Periodontal infections, including gingivitis and periodontitis, form a major group among the most encountered chronic diseases with infective etiologies. Microorganisms present in gingival sulcus around teeth form microbial biofilm, which is most important cause of periodontal diseases. Biofilm, a three-dimensional (3D) microbial structure with cells enclosed within a self-produced extracellular matrix that may be attached to a substratum comprises the structure of a biofilm. This study aims to detect biofilm in microorganisms isolated from periodontal pockets and establishment of relation between biofilm with tobacco chewing and comorbidies. Total 100 Patients’ samples were collected using Bent swab from periodontal lesions. Samples were processed aerobically and identification of the isolates are done along with simultaneous demonstration of in vitro biofilm formation. Biofilm production was detected by using pre sterilized 96 well polystyrene micro titre plates. 71 samples were shown growth of microorganisms like Streptococcus viridians (36), Klebsiella pneumoniae (21), E. coli (6), Klebsiella oxytoca (4), Acinetobacter baumannii (1), Pseudomonas aeruginosa (1), Staphylococcus aureus (1), Coagulase negative staphylococcus (1). 19 isolates of Streptococcus viridians have formed biofilm out of 36 isolates. 16 isolates of Klebsiella pneumoniae have formed biofilm out of 21 isolates. 3 isolates of Klebsiella oxytoca have formed biofilm out of total 4 isolates. 2 isolates of E. coli have formed biofilm out of 6 isolates.
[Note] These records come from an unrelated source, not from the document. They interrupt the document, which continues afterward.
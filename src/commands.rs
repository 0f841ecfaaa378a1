//! Command types for the Elm-style architecture
//!
//! Commands represent side effects that should be performed after an update:
//! repainting cells, calling the write path, notifying the host.

use std::collections::BTreeSet;

use crate::draft::{PendingWrite, SaveReport};
use crate::model::{CellKey, Row};

/// What needs repainting
#[derive(Debug, Clone, Default, PartialEq, Eq)]
pub enum Damage {
    /// No redraw needed (default state for accumulation)
    #[default]
    None,
    /// Redraw everything (always safe fallback)
    Full,
    /// Redraw specific cells only
    Cells(BTreeSet<CellKey>),
}

impl Damage {
    pub fn cells(keys: impl IntoIterator<Item = CellKey>) -> Self {
        let cells: BTreeSet<CellKey> = keys.into_iter().collect();
        if cells.is_empty() {
            Damage::None
        } else {
            Damage::Cells(cells)
        }
    }

    pub fn cell(key: CellKey) -> Self {
        Self::cells([key])
    }

    pub fn is_full(&self) -> bool {
        matches!(self, Damage::Full)
    }

    pub fn is_none(&self) -> bool {
        matches!(self, Damage::None)
    }

    /// True if `key` must be repainted
    pub fn contains(&self, key: &CellKey) -> bool {
        match self {
            Damage::None => false,
            Damage::Full => true,
            Damage::Cells(cells) => cells.contains(key),
        }
    }

    /// Merge another damage into this one
    ///
    /// If either damage is Full, the result is Full.
    /// If either damage is None, the other takes precedence.
    pub fn merge(&mut self, other: Damage) {
        match (&mut *self, other) {
            (Damage::None, other) => *self = other,
            (_, Damage::None) => {}
            (Damage::Full, _) => {}
            (_, Damage::Full) => *self = Damage::Full,
            (Damage::Cells(mine), Damage::Cells(theirs)) => mine.extend(theirs),
        }
    }
}

/// Notifications delivered to the host
#[derive(Debug, Clone, PartialEq)]
pub enum GridEvent {
    /// A cell was committed; carries the updated record
    RowUpdated(Row),
    /// The grid dirty flag flipped
    UnsavedChanges(bool),
    /// Every write of a save batch has resolved
    SaveFinished(SaveReport),
    /// Drafts dropped because their rows were removed or refreshed
    DraftsInvalidated(Vec<CellKey>),
}

/// Commands returned by update functions
#[derive(Debug, Clone, Default, PartialEq)]
pub enum Cmd {
    /// No command - do nothing
    #[default]
    None,
    /// Repaint cells
    Redraw(Damage),
    /// Hand a draft to the write path; the result must come back as
    /// `GridMsg::WriteCompleted`
    Write(PendingWrite),
    /// Deliver an event to subscribers
    Notify(GridEvent),
    /// Execute multiple commands
    Batch(Vec<Cmd>),
}

impl Cmd {
    /// Create a batch of commands, flattening away `None`s
    pub fn batch(cmds: Vec<Cmd>) -> Self {
        let mut cmds: Vec<Cmd> = cmds.into_iter().filter(|c| *c != Cmd::None).collect();
        match cmds.len() {
            0 => Cmd::None,
            1 => cmds.remove(0),
            _ => Cmd::Batch(cmds),
        }
    }

    /// Redraw a single cell
    pub fn redraw_cell(key: CellKey) -> Self {
        Cmd::Redraw(Damage::cell(key))
    }

    pub fn redraw_cells(keys: impl IntoIterator<Item = CellKey>) -> Self {
        match Damage::cells(keys) {
            Damage::None => Cmd::None,
            damage => Cmd::Redraw(damage),
        }
    }

    /// Combined repaint damage of this command
    pub fn damage(&self) -> Damage {
        match self {
            Cmd::Redraw(damage) => damage.clone(),
            Cmd::Batch(cmds) => {
                let mut damage = Damage::None;
                for cmd in cmds {
                    damage.merge(cmd.damage());
                    if damage.is_full() {
                        break;
                    }
                }
                damage
            }
            Cmd::None | Cmd::Write(_) | Cmd::Notify(_) => Damage::None,
        }
    }

    /// Events carried by this command, in order
    pub fn events(&self) -> Vec<&GridEvent> {
        match self {
            Cmd::Notify(event) => vec![event],
            Cmd::Batch(cmds) => cmds.iter().flat_map(Cmd::events).collect(),
            _ => Vec::new(),
        }
    }
}

#[cfg(test)]
mod tests {
    use super::*;

    #[test]
    fn test_damage_merge() {
        let mut damage = Damage::None;
        damage.merge(Damage::cell(CellKey::new("r1", "a")));
        damage.merge(Damage::cell(CellKey::new("r2", "a")));
        assert!(damage.contains(&CellKey::new("r1", "a")));
        assert!(damage.contains(&CellKey::new("r2", "a")));
        assert!(!damage.contains(&CellKey::new("r3", "a")));

        damage.merge(Damage::Full);
        assert!(damage.is_full());
        damage.merge(Damage::cell(CellKey::new("r4", "a")));
        assert!(damage.is_full());
    }

    #[test]
    fn test_batch_flattens_none() {
        assert_eq!(Cmd::batch(vec![Cmd::None, Cmd::None]), Cmd::None);
        let single = Cmd::batch(vec![Cmd::None, Cmd::Notify(GridEvent::UnsavedChanges(true))]);
        assert_eq!(single, Cmd::Notify(GridEvent::UnsavedChanges(true)));
    }

    #[test]
    fn test_batch_damage_and_events() {
        let cmd = Cmd::batch(vec![
            Cmd::redraw_cell(CellKey::new("r1", "a")),
            Cmd::Notify(GridEvent::UnsavedChanges(true)),
            Cmd::batch(vec![
                Cmd::redraw_cell(CellKey::new("r1", "b")),
                Cmd::Notify(GridEvent::UnsavedChanges(false)),
            ]),
        ]);
        assert_eq!(
            cmd.damage(),
            Damage::cells([CellKey::new("r1", "a"), CellKey::new("r1", "b")])
        );
        assert_eq!(
            cmd.events(),
            vec![
                &GridEvent::UnsavedChanges(true),
                &GridEvent::UnsavedChanges(false)
            ]
        );
    }

    #[test]
    fn test_empty_redraw_is_none() {
        assert_eq!(Cmd::redraw_cells(Vec::new()), Cmd::None);
    }
}
//! In-memory row collection with synchronous writes

use std::collections::{HashMap, HashSet};

use super::DataSource;
use crate::draft::WriteError;
use crate::model::{CellKey, FieldPath, FieldValue, Row, RowId, RowSet};

/// Row collection that commits straight into memory.
///
/// Failures can be injected per field or per cell, which the demo binary and
/// the tests use to exercise partial saves.
#[derive(Debug, Clone, Default)]
pub struct MemorySource {
    rows: RowSet,
    read_only: HashSet<FieldPath>,
    failing_fields: HashMap<FieldPath, String>,
    failing_cells: HashMap<CellKey, String>,
    write_log: Vec<CellKey>,
}

impl MemorySource {
    pub fn new(rows: Vec<Row>) -> Self {
        Self {
            rows: RowSet::new(rows),
            ..Default::default()
        }
    }

    pub fn rows(&self) -> &RowSet {
        &self.rows
    }

    pub fn row(&self, id: &RowId) -> Option<&Row> {
        self.rows.get(id)
    }

    /// Reject every write to `field`
    pub fn set_read_only(&mut self, field: impl Into<FieldPath>) {
        self.read_only.insert(field.into());
    }

    /// Make every write to `field` fail with `reason`
    pub fn fail_field(&mut self, field: impl Into<FieldPath>, reason: impl Into<String>) {
        self.failing_fields.insert(field.into(), reason.into());
    }

    /// Make writes to one cell fail with `reason`
    pub fn fail_cell(&mut self, key: CellKey, reason: impl Into<String>) {
        self.failing_cells.insert(key, reason.into());
    }

    pub fn clear_failures(&mut self) {
        self.failing_fields.clear();
        self.failing_cells.clear();
    }

    /// Cells written so far (successful or not), in call order
    pub fn write_log(&self) -> &[CellKey] {
        &self.write_log
    }

    pub fn into_rows(self) -> Vec<Row> {
        self.rows.iter().cloned().collect()
    }
}

impl DataSource for MemorySource {
    fn write(
        &mut self,
        row: &RowId,
        field: &FieldPath,
        value: &FieldValue,
    ) -> Result<Row, WriteError> {
        let key = CellKey::new(row.clone(), field.clone());
        self.write_log.push(key.clone());

        if let Some(reason) = self
            .failing_cells
            .get(&key)
            .or_else(|| self.failing_fields.get(field))
        {
            return Err(WriteError::Failed(reason.clone()));
        }
        if self.read_only.contains(field) {
            return Err(WriteError::Rejected {
                field: field.clone(),
                reason: "field is read-only".to_string(),
            });
        }

        let mut updated = self
            .rows
            .get(row)
            .cloned()
            .ok_or_else(|| WriteError::RowNotFound(row.clone()))?;
        if !updated.set(field, value.clone()) {
            return Err(WriteError::InvalidPath(field.clone()));
        }

        tracing::debug!(%key, "row written");
        self.rows.upsert(updated.clone());
        Ok(updated)
    }
}
//! Grid edit controller - the runtime handle around [`GridModel`]
//!
//! The controller owns the model and a [`DataSource`]. It feeds messages to
//! [`update`], executes the returned commands (performing writes and feeding
//! their results back in as [`GridMsg::WriteCompleted`]), fans events out to
//! subscribers and accumulates redraw damage for the rendering surface.
//!
//! Hosts with an asynchronous write path can skip the controller and drive
//! [`update`] directly, delivering `WriteCompleted` whenever a write resolves.

use std::collections::{BTreeSet, VecDeque};
use std::fmt;

use crate::atom::CellView;
use crate::commands::{Cmd, Damage, GridEvent};
use crate::draft::{CommitError, Committed, DraftError, PendingWrite, SaveReport, WriteError};
use crate::messages::GridMsg;
use crate::model::{CellKey, FieldPath, GridModel, Row, RowId};
use crate::source::DataSource;
use crate::update::update;

type Subscriber = Box<dyn FnMut(&GridEvent)>;

/// Imperative surface over the grid state machine
pub struct GridController<S: DataSource> {
    model: GridModel,
    source: S,
    queue: VecDeque<GridMsg>,
    subscribers: Vec<Subscriber>,
    damage: Damage,
    /// Writes performed during the latest dispatch
    recent_writes: Vec<(PendingWrite, Result<Row, WriteError>)>,
    last_report: Option<SaveReport>,
}

impl<S: DataSource> fmt::Debug for GridController<S> {
    fn fmt(&self, f: &mut fmt::Formatter<'_>) -> fmt::Result {
        f.debug_struct("GridController")
            .field("model", &self.model)
            .field("subscribers", &self.subscribers.len())
            .field("damage", &self.damage)
            .finish_non_exhaustive()
    }
}

impl<S: DataSource> GridController<S> {
    pub fn new(model: GridModel, source: S) -> Self {
        Self {
            model,
            source,
            queue: VecDeque::new(),
            subscribers: Vec::new(),
            damage: Damage::None,
            recent_writes: Vec::new(),
            last_report: None,
        }
    }

    /// Register a callback for every [`GridEvent`]
    pub fn subscribe(&mut self, subscriber: impl FnMut(&GridEvent) + 'static) {
        self.subscribers.push(Box::new(subscriber));
    }

    /// Process a message and everything it triggers, to quiescence
    pub fn dispatch(&mut self, msg: GridMsg) {
        self.recent_writes.clear();
        self.queue.push_back(msg);
        while let Some(msg) = self.queue.pop_front() {
            if let Some(cmd) = update(&mut self.model, msg) {
                self.process_cmd(cmd);
            }
        }
    }

    fn process_cmd(&mut self, cmd: Cmd) {
        match cmd {
            Cmd::None => {}
            Cmd::Redraw(damage) => self.damage.merge(damage),
            Cmd::Write(write) => {
                let result = self
                    .source
                    .write(&write.key.row, &write.key.field, &write.value);
                self.recent_writes.push((write.clone(), result.clone()));
                self.queue
                    .push_back(GridMsg::WriteCompleted { write, result });
            }
            Cmd::Notify(event) => {
                if let GridEvent::SaveFinished(report) = &event {
                    self.last_report = Some(report.clone());
                }
                for subscriber in &mut self.subscribers {
                    subscriber(&event);
                }
            }
            Cmd::Batch(cmds) => {
                for cmd in cmds {
                    self.process_cmd(cmd);
                }
            }
        }
    }

    // === Imperative API ===

    /// Flush every draft through the data source.
    ///
    /// Failed cells keep their drafts and render in error mode.
    pub fn save_all_drafts(&mut self) -> SaveReport {
        self.last_report = None;
        self.dispatch(GridMsg::SaveAll);
        self.last_report.take().unwrap_or_default()
    }

    /// Drop every draft; all cells render their committed values again
    pub fn discard_all_drafts(&mut self) {
        self.dispatch(GridMsg::DiscardAll);
    }

    pub fn has_unsaved_changes(&self) -> bool {
        self.model.has_unsaved_changes()
    }

    pub fn is_row_dirty(&self, row: &RowId) -> bool {
        self.model.is_row_dirty(row)
    }

    pub fn dirty_rows(&self) -> BTreeSet<RowId> {
        self.model.dirty_rows()
    }

    pub fn draft_count(&self) -> usize {
        self.model.draft_count()
    }

    /// Drop the drafts of one row
    pub fn discard_row(&mut self, row: &RowId) {
        let keys: Vec<CellKey> = self
            .model
            .drafts
            .iter()
            .filter(|e| &e.key().row == row)
            .map(|e| e.key().clone())
            .collect();
        for key in keys {
            self.dispatch(GridMsg::DiscardCell(key));
        }
    }

    /// Persist one cell's draft. The draft survives a failed write.
    pub fn commit_cell(&mut self, key: CellKey) -> Result<Committed, CommitError> {
        let had_draft = self.model.drafts.contains(&key);
        let value = self.model.effective_value(&key);
        self.dispatch(GridMsg::CommitCell(key.clone()));

        if let Some((write, result)) = self.recent_writes.iter().rev().find(|(w, _)| w.key == key)
        {
            return match result {
                Ok(row) => Ok(Committed {
                    key,
                    value: write.value.clone(),
                    row: row.clone(),
                }),
                Err(error) => Err(CommitError::Write(error.clone())),
            };
        }
        if let Some(session) = self.model.session_for(&key).filter(|s| s.is_error()) {
            return Err(CommitError::Validation(session.messages.clone()));
        }
        if let Some(messages) = self.model.failures.get(&key) {
            return Err(CommitError::Validation(messages.clone()));
        }
        if !had_draft {
            return Err(DraftError::MissingEntry(key).into());
        }

        // Clean draft dropped without a write
        match self.model.rows.get(&key.row).cloned() {
            Some(row) => Ok(Committed { key, value, row }),
            None => Err(WriteError::RowNotFound(key.row).into()),
        }
    }

    /// Activate a cell, type `input` and complete the session
    pub fn edit_cell(&mut self, key: CellKey, input: &str) -> Option<CellView> {
        self.dispatch(GridMsg::Activate(key.clone()));
        self.dispatch(GridMsg::Input(input.to_string()));
        self.dispatch(GridMsg::Complete);
        self.model.cell_view(&key)
    }

    /// Render one cell
    pub fn cell(&self, row: &str, field: &str) -> Option<CellView> {
        self.model.cell_view(&CellKey::new(row, field))
    }

    pub fn set_editable(&mut self, field: &str, editable: bool) {
        self.dispatch(GridMsg::SetEditable {
            field: FieldPath::new(field),
            editable,
        });
    }

    pub fn replace_rows(&mut self, rows: Vec<Row>) {
        self.dispatch(GridMsg::ReplaceRows(rows));
    }

    /// Damage accumulated since the last call
    pub fn take_damage(&mut self) -> Damage {
        std::mem::take(&mut self.damage)
    }

    pub fn model(&self) -> &GridModel {
        &self.model
    }

    pub fn source(&self) -> &S {
        &self.source
    }

    pub fn source_mut(&mut self) -> &mut S {
        &mut self.source
    }

    pub fn into_parts(self) -> (GridModel, S) {
        (self.model, self.source)
    }
}
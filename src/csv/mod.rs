//! Delimited text import and export
//!
//! Loads CSV/TSV/PSV files into [`Row`](crate::model::Row)s for the grid and
//! writes committed rows back out.
//!
//! ```text
//! file ──read_headers──► headers ──► columns (types from the caller)
//!      ──parse_rows────► CsvTable { headers, id_column, rows }
//! rows ──write_rows────► file
//! ```

mod delimiter;
mod parser;
mod writer;

pub use delimiter::Delimiter;
pub use parser::{detect_delimiter, parse_rows, read_headers, CsvTable, ParseError};
pub use writer::write_rows;
//! Cell addressing: row identity, field path, cell key

use std::fmt;

use serde::{Deserialize, Serialize};

/// Opaque, stable identity of one record across renders, paging and sorting
#[derive(Debug, Clone, PartialEq, Eq, Hash, PartialOrd, Ord, Serialize, Deserialize)]
#[serde(transparent)]
pub struct RowId(String);

impl RowId {
    pub fn new(id: impl Into<String>) -> Self {
        Self(id.into())
    }

    pub fn as_str(&self) -> &str {
        &self.0
    }
}

impl fmt::Display for RowId {
    fn fmt(&self, f: &mut fmt::Formatter<'_>) -> fmt::Result {
        f.write_str(&self.0)
    }
}

impl From<&str> for RowId {
    fn from(s: &str) -> Self {
        Self(s.to_string())
    }
}

impl From<String> for RowId {
    fn from(s: String) -> Self {
        Self(s)
    }
}

/// Name of one editable attribute within a row.
///
/// Nested attributes use dotted paths (`contact.email`). Paths are normalized
/// on construction: segments are trimmed and empty segments dropped.
#[derive(Debug, Clone, PartialEq, Eq, Hash, PartialOrd, Ord, Serialize, Deserialize)]
#[serde(from = "String", into = "String")]
pub struct FieldPath(String);

impl FieldPath {
    pub fn new(path: &str) -> Self {
        let normalized = path
            .split('.')
            .map(str::trim)
            .filter(|s| !s.is_empty())
            .collect::<Vec<_>>()
            .join(".");
        Self(normalized)
    }

    pub fn as_str(&self) -> &str {
        &self.0
    }

    pub fn segments(&self) -> impl Iterator<Item = &str> {
        self.0.split('.').filter(|s| !s.is_empty())
    }

    pub fn is_nested(&self) -> bool {
        self.0.contains('.')
    }

    pub fn is_empty(&self) -> bool {
        self.0.is_empty()
    }
}

impl fmt::Display for FieldPath {
    fn fmt(&self, f: &mut fmt::Formatter<'_>) -> fmt::Result {
        f.write_str(&self.0)
    }
}

impl From<&str> for FieldPath {
    fn from(s: &str) -> Self {
        Self::new(s)
    }
}

impl From<String> for FieldPath {
    fn from(s: String) -> Self {
        Self::new(&s)
    }
}

impl From<FieldPath> for String {
    fn from(path: FieldPath) -> Self {
        path.0
    }
}

/// Addressing unit of the draft store: (row identity, field path)
#[derive(Debug, Clone, PartialEq, Eq, Hash, PartialOrd, Ord, Serialize, Deserialize)]
pub struct CellKey {
    pub row: RowId,
    pub field: FieldPath,
}

impl CellKey {
    pub fn new(row: impl Into<RowId>, field: impl Into<FieldPath>) -> Self {
        Self {
            row: row.into(),
            field: field.into(),
        }
    }
}

impl fmt::Display for CellKey {
    fn fmt(&self, f: &mut fmt::Formatter<'_>) -> fmt::Result {
        write!(f, "{}:{}", self.row, self.field)
    }
}

#[cfg(test)]
mod tests {
    use super::*;

    #[test]
    fn test_field_path_normalizes() {
        assert_eq!(FieldPath::new(" contact . email ").as_str(), "contact.email");
        assert_eq!(FieldPath::new("a..b.").as_str(), "a.b");
        assert!(FieldPath::new("...").is_empty());
    }

    #[test]
    fn test_field_path_segments() {
        let path = FieldPath::new("contact.address.city");
        let segments: Vec<&str> = path.segments().collect();
        assert_eq!(segments, vec!["contact", "address", "city"]);
        assert!(path.is_nested());
        assert!(!FieldPath::new("name").is_nested());
    }

    #[test]
    fn test_cell_key_display() {
        let key = CellKey::new("row-1", "contact.email");
        assert_eq!(key.to_string(), "row-1:contact.email");
    }

    #[test]
    fn test_cell_key_equality_uses_normalized_path() {
        assert_eq!(CellKey::new("r", "a.b"), CellKey::new("r", "a. b"));
        assert_ne!(CellKey::new("r", "a"), CellKey::new("s", "a"));
    }
}
//! Field delimiters for delimited text files

/// Supported CSV delimiters
#[derive(Debug, Clone, Copy, PartialEq, Eq, Default)]
pub enum Delimiter {
    #[default]
    Comma,
    Tab,
    Pipe,
    Semicolon,
}

impl Delimiter {
    /// Get the character for this delimiter
    pub fn char(self) -> char {
        match self {
            Delimiter::Comma => ',',
            Delimiter::Tab => '\t',
            Delimiter::Pipe => '|',
            Delimiter::Semicolon => ';',
        }
    }

    pub fn byte(self) -> u8 {
        self.char() as u8
    }

    /// Detect delimiter from file extension
    pub fn from_extension(ext: &str) -> Option<Self> {
        match ext.to_lowercase().as_str() {
            "csv" => Some(Delimiter::Comma),
            "tsv" | "tab" => Some(Delimiter::Tab),
            "psv" => Some(Delimiter::Pipe),
            _ => None,
        }
    }
}

#[cfg(test)]
mod tests {
    use super::*;

    #[test]
    fn test_from_extension() {
        assert_eq!(Delimiter::from_extension("TSV"), Some(Delimiter::Tab));
        assert_eq!(Delimiter::from_extension("psv"), Some(Delimiter::Pipe));
        assert_eq!(Delimiter::from_extension("txt"), None);
    }
}
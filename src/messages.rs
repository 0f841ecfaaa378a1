//! Message types for the Elm-style architecture
//!
//! All state changes flow through these message types.

use crate::draft::{PendingWrite, WriteError};
use crate::model::{CellKey, FieldPath, FieldValue, Row};

/// Gestures and completions accepted by the grid
#[derive(Debug, Clone)]
pub enum GridMsg {
    // === Edit session ===
    /// Activation gesture on a cell (double click, Enter, typing)
    Activate(CellKey),
    /// Raw text typed into the active editor
    Input(String),
    /// Typed control change in the active editor (checkbox, picker)
    SetValue(FieldValue),
    /// Commit gesture for the active session
    Complete,
    /// Abort gesture for the active session
    Cancel,

    // === Single cell ===
    /// Persist one cell's draft through the write path
    CommitCell(CellKey),
    /// Drop one cell's draft
    DiscardCell(CellKey),

    // === Bulk ===
    SaveAll,
    DiscardAll,

    // === Host ===
    /// The write path resolved a [`crate::commands::Cmd::Write`]
    WriteCompleted {
        write: PendingWrite,
        result: Result<Row, WriteError>,
    },
    /// External editability override for one column
    SetEditable { field: FieldPath, editable: bool },
    /// The host replaced the row collection (refetch, pagination)
    ReplaceRows(Vec<Row>),
}

// Convenience constructors for common messages
impl GridMsg {
    pub fn activate(row: &str, field: &str) -> Self {
        GridMsg::Activate(CellKey::new(row, field))
    }

    pub fn input(text: impl Into<String>) -> Self {
        GridMsg::Input(text.into())
    }

    pub fn set_editable(field: &str, editable: bool) -> Self {
        GridMsg::SetEditable {
            field: FieldPath::new(field),
            editable,
        }
    }
}
//! Row records and the per-render row snapshot

use std::collections::{BTreeMap, HashMap};

use serde::{Deserialize, Serialize};

use super::cell::{FieldPath, RowId};
use super::value::FieldValue;

/// One data record
#[derive(Debug, Clone, PartialEq, Serialize, Deserialize)]
pub struct Row {
    pub id: RowId,
    pub fields: BTreeMap<String, FieldValue>,
}

impl Row {
    pub fn new(id: impl Into<RowId>) -> Self {
        Self {
            id: id.into(),
            fields: BTreeMap::new(),
        }
    }

    /// Builder-style field setter, for fixtures
    pub fn with(mut self, path: &str, value: impl Into<FieldValue>) -> Self {
        self.set(&FieldPath::new(path), value.into());
        self
    }

    /// Resolve a (possibly nested) field path
    pub fn get(&self, path: &FieldPath) -> Option<&FieldValue> {
        let mut segments = path.segments();
        let mut current = self.fields.get(segments.next()?)?;
        for segment in segments {
            match current {
                FieldValue::Record(map) => current = map.get(segment)?,
                _ => return None,
            }
        }
        Some(current)
    }

    /// Set a (possibly nested) field, creating intermediate records.
    ///
    /// Missing or null intermediates become records. Returns false when an
    /// intermediate segment holds any other scalar value.
    pub fn set(&mut self, path: &FieldPath, value: FieldValue) -> bool {
        let segments: Vec<&str> = path.segments().collect();
        let Some((last, parents)) = segments.split_last() else {
            return false;
        };

        let mut map = &mut self.fields;
        for segment in parents {
            let slot = map
                .entry((*segment).to_string())
                .or_insert_with(|| FieldValue::Record(BTreeMap::new()));
            if slot.is_null() {
                *slot = FieldValue::Record(BTreeMap::new());
            }
            match slot {
                FieldValue::Record(inner) => map = inner,
                _ => return false,
            }
        }
        map.insert((*last).to_string(), value);
        true
    }
}

/// Ordered row collection with O(1) lookup by identity
#[derive(Debug, Clone, Default)]
pub struct RowSet {
    rows: Vec<Row>,
    index: HashMap<RowId, usize>,
}

impl RowSet {
    pub fn new(rows: Vec<Row>) -> Self {
        let mut set = Self::default();
        set.replace_all(rows);
        set
    }

    /// Replace the whole collection (a new render pass / refetch).
    ///
    /// Later duplicates of an identity replace earlier ones.
    pub fn replace_all(&mut self, rows: Vec<Row>) {
        self.rows.clear();
        self.index.clear();
        for row in rows {
            self.upsert(row);
        }
    }

    /// Insert a row, or replace the row with the same identity in place
    pub fn upsert(&mut self, row: Row) {
        match self.index.get(&row.id) {
            Some(&idx) => self.rows[idx] = row,
            None => {
                self.index.insert(row.id.clone(), self.rows.len());
                self.rows.push(row);
            }
        }
    }

    pub fn get(&self, id: &RowId) -> Option<&Row> {
        self.index.get(id).map(|&idx| &self.rows[idx])
    }

    pub fn contains(&self, id: &RowId) -> bool {
        self.index.contains_key(id)
    }

    pub fn value(&self, id: &RowId, path: &FieldPath) -> Option<&FieldValue> {
        self.get(id).and_then(|row| row.get(path))
    }

    pub fn iter(&self) -> impl Iterator<Item = &Row> {
        self.rows.iter()
    }

    pub fn len(&self) -> usize {
        self.rows.len()
    }

    pub fn is_empty(&self) -> bool {
        self.rows.is_empty()
    }
}

#[cfg(test)]
mod tests {
    use super::*;

    #[test]
    fn test_row_nested_get_set() {
        let mut row = Row::new("r1").with("name", "Acme");
        assert!(row.set(&FieldPath::new("contact.email"), FieldValue::text("a@acme.test")));

        assert_eq!(
            row.get(&FieldPath::new("contact.email")),
            Some(&FieldValue::text("a@acme.test"))
        );
        assert_eq!(row.get(&FieldPath::new("name")), Some(&FieldValue::text("Acme")));
        assert_eq!(row.get(&FieldPath::new("contact.phone")), None);
    }

    #[test]
    fn test_row_set_through_scalar_fails() {
        let mut row = Row::new("r1").with("name", "Acme");
        assert!(!row.set(&FieldPath::new("name.first"), FieldValue::text("x")));
        assert_eq!(row.get(&FieldPath::new("name")), Some(&FieldValue::text("Acme")));
    }

    #[test]
    fn test_row_set_empty_path_fails() {
        let mut row = Row::new("r1");
        assert!(!row.set(&FieldPath::new(""), FieldValue::Null));
        assert!(row.fields.is_empty());
    }

    #[test]
    fn test_row_set_upsert_keeps_order() {
        let mut set = RowSet::new(vec![Row::new("a"), Row::new("b")]);
        set.upsert(Row::new("a").with("qty", 3.0));
        set.upsert(Row::new("c"));

        let ids: Vec<&str> = set.iter().map(|r| r.id.as_str()).collect();
        assert_eq!(ids, vec!["a", "b", "c"]);
        assert_eq!(
            set.value(&RowId::from("a"), &FieldPath::new("qty")),
            Some(&FieldValue::Number(3.0))
        );
    }
}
One isolate, each of Acinetobacter baumannii, CONS and Pseudomonas aeroginosa have formed biofilm. Out of 43 positive oral biofilms, 21% were tobacco chewers and out of negative oral biofilm, 15% were tobacco chewers. Among positive oral biofilms, 19% had comorbidities and among negative oral biofilm, 15% had comorbidity. The oral colonization by biofilm producing strains can also increase the risk of their dissemination to various human tissues and organs. Apart from that, biofilms cause resistance to many antimicrobial agents.